The NJAA has also grappled with the aftermath of large apartment building fires in northern New Jersey in recent years, which have stoked debate on the need for new, enhanced fire suppression requirements. To that end, Brogan said “residents’ safety is the No. 1 issue for our members — without a doubt.” But he also pointed to a need to “find a solution that makes sense for everybody” when it comes to low- and midrise buildings.
“I think that’s a worthwhile discussion and we definitely want to talk to the Legislature about that,” Brogan said. “However, if you’re talking about building materials and mandating building materials like concrete, then you start looking at other goals of the Legislature, like affordable housing, and if you require those properties to be built out of concrete, that’s at least 30 percent more in cost and those projects simply won’t get done. They won’t pencil out.”
Speaking of housing affordability, Brogan said he feels “we’ve got some opportunities with the Murphy administration,” referring to Gov. Phil Murphy, who took office in mid-January. The NJAA has voiced support for a three-pronged strategy of production, preservation and rehabilitation to help meet a need that advocates say totals more than 150,000 units.

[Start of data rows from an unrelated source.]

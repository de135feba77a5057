//! Plain-text rendering for the CLI.
//!
//! Everything arrives in Celsius and is converted here, at the edge. These
//! functions only format; they never touch the store or the service.

use std::fmt::Write;

use nimbus_core::AppError;
use nimbus_weather::units::format_temperature;
use nimbus_weather::{
    AccuracySummary, CurrentConditions, DailyRecord, DataSource, Fetched, HistorySummary,
    PredictionResult, SearchReport, StoreStats, TemperatureUnit,
};

const STALE_NOTICE: &str = "Offline: showing last known data.";

/// "new york" -> "New York"
pub fn title_case(city: &str) -> String {
    city.split_whitespace()
        .map(|word| {
            let mut chars = word.chars();
            match chars.next() {
                Some(first) => first.to_uppercase().chain(chars).collect(),
                None => String::new(),
            }
        })
        .collect::<Vec<String>>()
        .join(" ")
}

pub fn temperature(celsius: f64, unit: TemperatureUnit) -> String {
    format_temperature(Some(celsius), unit)
}

/// A temperature difference (no offset, only scale).
pub fn temperature_delta(celsius: f64, unit: TemperatureUnit) -> String {
    let value = match unit {
        TemperatureUnit::Fahrenheit => celsius * 9.0 / 5.0,
        TemperatureUnit::Celsius | TemperatureUnit::Auto => celsius,
    };
    format!("{:.1} {}", value, unit.symbol())
}

pub fn source_label(source: DataSource) -> &'static str {
    match source {
        DataSource::Live => "live",
        DataSource::Cache => "cached",
        DataSource::Stale => "last known",
    }
}

fn confidence_label(confidence: f64) -> &'static str {
    if confidence >= 70.0 {
        "high"
    } else if confidence >= 40.0 {
        "medium"
    } else {
        "low"
    }
}

pub fn current(fetched: &Fetched<CurrentConditions>, unit: TemperatureUnit, icon: &str) -> String {
    let c = &fetched.data;
    let name = c
        .display_name
        .clone()
        .unwrap_or_else(|| title_case(&c.city));

    let mut out = String::new();
    if fetched.source.is_stale() {
        let _ = writeln!(out, "{}", STALE_NOTICE);
    }
    let _ = writeln!(out, "{} {}", icon, name);
    let _ = writeln!(
        out,
        "  {} (feels like {}), {}",
        temperature(c.temperature, unit),
        temperature(c.feels_like, unit),
        c.condition.description()
    );
    let _ = writeln!(
        out,
        "  Humidity {}%, wind {:.1} km/h, observed {}",
        c.humidity,
        c.wind_speed,
        c.observed_at.format("%Y-%m-%d %H:%M UTC")
    );
    out
}

pub fn history(records: &[DailyRecord], source: DataSource, unit: TemperatureUnit) -> String {
    let mut out = String::new();
    if source.is_stale() {
        let _ = writeln!(out, "{}", STALE_NOTICE);
    }
    if records.is_empty() {
        let _ = writeln!(out, "No history stored.");
        return out;
    }

    let _ = writeln!(
        out,
        "{:<12} {:>10} {:>10} {:>10}  {}",
        "Date", "High", "Low", "Average", "Condition"
    );
    for r in records {
        let _ = writeln!(
            out,
            "{:<12} {:>10} {:>10} {:>10}  {}",
            r.date.to_string(),
            temperature(r.temperature_max, unit),
            temperature(r.temperature_min, unit),
            temperature(r.temperature_avg, unit),
            r.condition
        );
    }
    let _ = writeln!(out, "({} days, {})", records.len(), source_label(source));
    if let Some(s) = HistorySummary::from_records(&records[0].city, records) {
        out.push_str(&summary(&s, unit));
    }
    out
}

pub fn summary(s: &HistorySummary, unit: TemperatureUnit) -> String {
    let mut out = String::new();
    let _ = writeln!(
        out,
        "Averages: high {}, low {}, mean {}",
        temperature(s.avg_high, unit),
        temperature(s.avg_low, unit),
        temperature(s.avg_mean, unit)
    );
    let _ = writeln!(
        out,
        "Hottest {} ({}), coldest {} ({}), range {}",
        s.hottest.date,
        temperature(s.hottest.temperature, unit),
        s.coldest.date,
        temperature(s.coldest.temperature, unit),
        temperature_delta(s.range, unit)
    );
    let _ = writeln!(
        out,
        "Trend {}, data {} ({} days)",
        s.trend.map_or("unknown", |t| t.label()),
        s.quality.label(),
        s.days
    );
    out
}

pub fn prediction(p: &PredictionResult, unit: TemperatureUnit) -> String {
    let mut out = String::new();
    let _ = writeln!(
        out,
        "Tomorrow ({}): {}, {} confidence ({:.0}%)",
        p.target_date,
        temperature(p.temperature, unit),
        confidence_label(p.confidence),
        p.confidence
    );
    let _ = writeln!(
        out,
        "  Based on {} day(s); trend {}, consistency {:.0}%",
        p.sample_count,
        p.trend.label(),
        p.consistency * 100.0
    );
    let _ = writeln!(
        out,
        "  Data quality {} ({} missing day(s)). {}",
        p.quality.label(),
        p.missing_days,
        p.quality.recommendation()
    );
    out
}

pub fn accuracy(a: &AccuracySummary, unit: TemperatureUnit) -> String {
    match (a.mean_absolute_error, a.within_tolerance_pct) {
        (Some(mae), Some(pct)) => format!(
            "Accuracy: {} checked, {} pending; average error {}, {:.0}% within ±{}\n",
            a.resolved,
            a.pending,
            temperature_delta(mae, unit),
            pct,
            temperature_delta(a.tolerance, unit)
        ),
        _ if a.pending > 0 => format!(
            "Accuracy: {} prediction(s) waiting for the actual temperature\n",
            a.pending
        ),
        _ => "Accuracy: no predictions yet\n".to_string(),
    }
}

/// Full search output
pub fn report(
    report: &SearchReport,
    unit: TemperatureUnit,
    icon_for: impl Fn(&CurrentConditions) -> String,
) -> String {
    let mut out = String::new();
    match &report.current {
        Some(c) => out.push_str(&current(c, unit, &icon_for(&c.data))),
        None => {
            let _ = writeln!(out, "{}: current conditions unavailable", title_case(&report.city));
        }
    }
    out.push('\n');
    out.push_str(&history(&report.history.data, report.history.source, unit));
    out.push('\n');
    match &report.prediction {
        Some(p) => out.push_str(&prediction(p, unit)),
        None => out.push_str("Prediction unavailable: no history for this city yet.\n"),
    }
    out.push_str(&accuracy(&report.accuracy, unit));
    out
}

pub fn cities(cities: &[String]) -> String {
    if cities.is_empty() {
        return "No cities searched yet.\n".to_string();
    }
    cities
        .iter()
        .map(|c| format!("{}\n", title_case(c)))
        .collect()
}

pub fn stats(s: &StoreStats, unit: TemperatureUnit) -> String {
    if s.records == 0 {
        return "No weather history stored.\n".to_string();
    }
    let mut out = String::new();
    let _ = writeln!(out, "Records:     {} across {} cities", s.records, s.cities);
    let _ = writeln!(out, "Predictions: {}", s.predictions);
    if let (Some(first), Some(last)) = (s.first_date, s.last_date) {
        let _ = writeln!(out, "Dates:       {} to {}", first, last);
    }
    let _ = writeln!(
        out,
        "Lowest:      {}",
        format_temperature(s.min_temperature, unit)
    );
    let _ = writeln!(
        out,
        "Highest:     {}",
        format_temperature(s.max_temperature, unit)
    );
    let _ = writeln!(
        out,
        "Mean:        {}",
        format_temperature(s.mean_temperature, unit)
    );
    out
}

/// One line for stderr: the friendly message plus the detail.
pub fn error_line(error: &AppError) -> String {
    format!("{} ({})", error.user_message(), error)
}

After all, Brogan said inclusionary zoning and 20 percent set-asides can only go so far in providing housing for low- and moderate-income residents.
“I think that’s where we’ve kind of missed the mark,” he said. “People focus solely on the production side, and they don’t think about the fact that you have a large number of multifamily, affordable housing units out there that need to be preserved or rehabilitated. And I’d like to see the state as a whole, from a policy perspective, focus on all three.”
Working with policymakers is a reminder to Brogan that he is constantly learning new things about the apartment sector — even three years after taking over at the NJAA.
“And when you talk about educating the Legislature and working with them on solutions, I think the difficulty lies in how complex this industry is when you’re actually operating an apartment community and with all the different aspects and requirements that you need to face,” he said. “So I’m still learning every day and I’m learning from different facets of the industry.”
For all of the events and seminars that are held by the state’s commercial real estate sector each year, few are as well-attended as the NJAA’s annual spring conference and expo.
The event has grown each of the last several years and is now expected to draw more than 1,600 attendees to Atlantic City from May 22 to 24. That’s not to mention more than 200 booths from vendors seeking important face time with owners and managers.
“We’re lucky in that the image of the association is continuing to go in the right direction, and our ability to do the marketing that’s necessary to get people there is valuable,” Brogan said. “At that type of conference and expo, you’re going to have your owner members and your vendor members there, and the vendor members are looking for opportunities to sell their products and services in a very short period of time and to make those connections.”
The NJAA has modified the setup in recent years to help facilitate those connections. Instead of an eight-hour, one-day expo at the Atlantic City Convention Center, the association now opens the floor for four hours a day over two days.
“For people who have to present, that’s really helpful,” Brogan said. “It’s not standing around for eight straight hours. … You can be sharp, you can be on your game to sell your product or service. And I think that bodes well for us and that has generated a lot more interest.”